* Exercise objective *
What is needed is every line of the material that contains "Copy".

* Excerpted records *
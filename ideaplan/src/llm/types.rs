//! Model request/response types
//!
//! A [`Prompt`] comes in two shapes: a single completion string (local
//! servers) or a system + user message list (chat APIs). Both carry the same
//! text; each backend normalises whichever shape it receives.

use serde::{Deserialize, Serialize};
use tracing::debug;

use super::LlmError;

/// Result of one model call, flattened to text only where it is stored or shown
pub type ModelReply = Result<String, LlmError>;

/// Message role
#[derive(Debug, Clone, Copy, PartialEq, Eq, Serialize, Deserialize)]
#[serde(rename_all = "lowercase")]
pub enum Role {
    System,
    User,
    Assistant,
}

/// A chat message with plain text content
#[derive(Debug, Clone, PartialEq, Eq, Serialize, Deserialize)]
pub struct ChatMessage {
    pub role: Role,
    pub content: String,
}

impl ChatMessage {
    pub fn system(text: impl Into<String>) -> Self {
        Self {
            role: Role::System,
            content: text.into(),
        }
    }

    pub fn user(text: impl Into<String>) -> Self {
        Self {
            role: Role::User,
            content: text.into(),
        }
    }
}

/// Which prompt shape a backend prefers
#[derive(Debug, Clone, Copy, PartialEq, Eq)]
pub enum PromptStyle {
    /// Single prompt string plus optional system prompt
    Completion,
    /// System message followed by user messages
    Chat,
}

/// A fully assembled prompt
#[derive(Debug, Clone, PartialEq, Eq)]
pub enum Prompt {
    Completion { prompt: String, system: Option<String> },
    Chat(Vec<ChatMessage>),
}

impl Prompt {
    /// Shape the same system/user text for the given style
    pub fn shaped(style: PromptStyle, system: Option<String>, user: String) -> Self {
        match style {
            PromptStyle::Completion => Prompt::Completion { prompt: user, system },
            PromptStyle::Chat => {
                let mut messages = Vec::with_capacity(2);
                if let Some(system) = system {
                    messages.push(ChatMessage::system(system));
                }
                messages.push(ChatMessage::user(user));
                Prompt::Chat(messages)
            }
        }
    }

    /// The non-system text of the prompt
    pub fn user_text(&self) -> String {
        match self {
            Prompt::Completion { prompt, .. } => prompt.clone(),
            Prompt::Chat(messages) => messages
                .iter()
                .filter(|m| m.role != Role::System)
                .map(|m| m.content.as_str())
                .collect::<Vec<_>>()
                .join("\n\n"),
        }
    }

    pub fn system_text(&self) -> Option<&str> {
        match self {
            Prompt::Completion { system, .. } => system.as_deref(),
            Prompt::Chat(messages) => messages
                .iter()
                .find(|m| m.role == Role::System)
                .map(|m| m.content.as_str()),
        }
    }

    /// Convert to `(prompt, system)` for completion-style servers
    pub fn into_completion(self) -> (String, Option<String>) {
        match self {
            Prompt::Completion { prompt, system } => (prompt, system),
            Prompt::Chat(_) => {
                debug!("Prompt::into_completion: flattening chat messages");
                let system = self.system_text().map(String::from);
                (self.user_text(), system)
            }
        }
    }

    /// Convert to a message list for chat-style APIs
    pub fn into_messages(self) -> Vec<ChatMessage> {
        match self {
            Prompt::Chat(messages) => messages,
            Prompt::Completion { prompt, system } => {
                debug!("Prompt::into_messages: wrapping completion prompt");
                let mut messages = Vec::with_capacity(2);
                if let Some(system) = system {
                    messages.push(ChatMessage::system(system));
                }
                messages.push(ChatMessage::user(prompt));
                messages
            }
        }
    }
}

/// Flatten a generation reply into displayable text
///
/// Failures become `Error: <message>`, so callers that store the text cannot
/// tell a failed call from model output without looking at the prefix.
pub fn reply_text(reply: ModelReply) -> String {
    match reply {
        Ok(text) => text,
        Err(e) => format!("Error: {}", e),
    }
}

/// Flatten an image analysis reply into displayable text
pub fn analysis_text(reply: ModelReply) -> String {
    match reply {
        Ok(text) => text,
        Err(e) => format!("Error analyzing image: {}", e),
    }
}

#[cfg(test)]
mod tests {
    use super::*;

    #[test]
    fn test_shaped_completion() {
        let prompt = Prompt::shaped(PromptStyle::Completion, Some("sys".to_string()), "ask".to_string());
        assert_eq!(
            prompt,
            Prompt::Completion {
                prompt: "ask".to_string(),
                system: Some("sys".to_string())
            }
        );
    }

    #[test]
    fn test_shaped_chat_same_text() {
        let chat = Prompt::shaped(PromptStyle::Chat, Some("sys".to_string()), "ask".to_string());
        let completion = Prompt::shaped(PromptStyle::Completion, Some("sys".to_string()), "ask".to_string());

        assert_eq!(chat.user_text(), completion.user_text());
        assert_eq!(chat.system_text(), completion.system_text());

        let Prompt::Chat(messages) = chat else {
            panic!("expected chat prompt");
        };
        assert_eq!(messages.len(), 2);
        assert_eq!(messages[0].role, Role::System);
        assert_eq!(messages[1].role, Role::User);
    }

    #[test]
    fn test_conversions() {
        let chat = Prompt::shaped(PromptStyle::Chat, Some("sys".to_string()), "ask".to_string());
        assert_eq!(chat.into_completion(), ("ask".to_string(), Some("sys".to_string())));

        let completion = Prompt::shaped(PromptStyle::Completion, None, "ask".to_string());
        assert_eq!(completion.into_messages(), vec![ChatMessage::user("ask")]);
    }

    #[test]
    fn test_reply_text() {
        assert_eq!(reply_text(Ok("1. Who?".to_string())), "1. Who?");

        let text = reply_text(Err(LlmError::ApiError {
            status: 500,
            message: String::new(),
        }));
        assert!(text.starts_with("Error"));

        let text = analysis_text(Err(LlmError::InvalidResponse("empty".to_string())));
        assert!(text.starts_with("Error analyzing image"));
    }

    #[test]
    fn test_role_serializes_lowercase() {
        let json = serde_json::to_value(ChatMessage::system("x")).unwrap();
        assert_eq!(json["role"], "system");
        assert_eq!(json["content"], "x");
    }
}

* Task result *
#[derive(Debug, Clone, Copy, PartialEq, Eq, Serialize, Deserialize)]
#[derive(Debug, Clone, Copy, PartialEq, Eq)]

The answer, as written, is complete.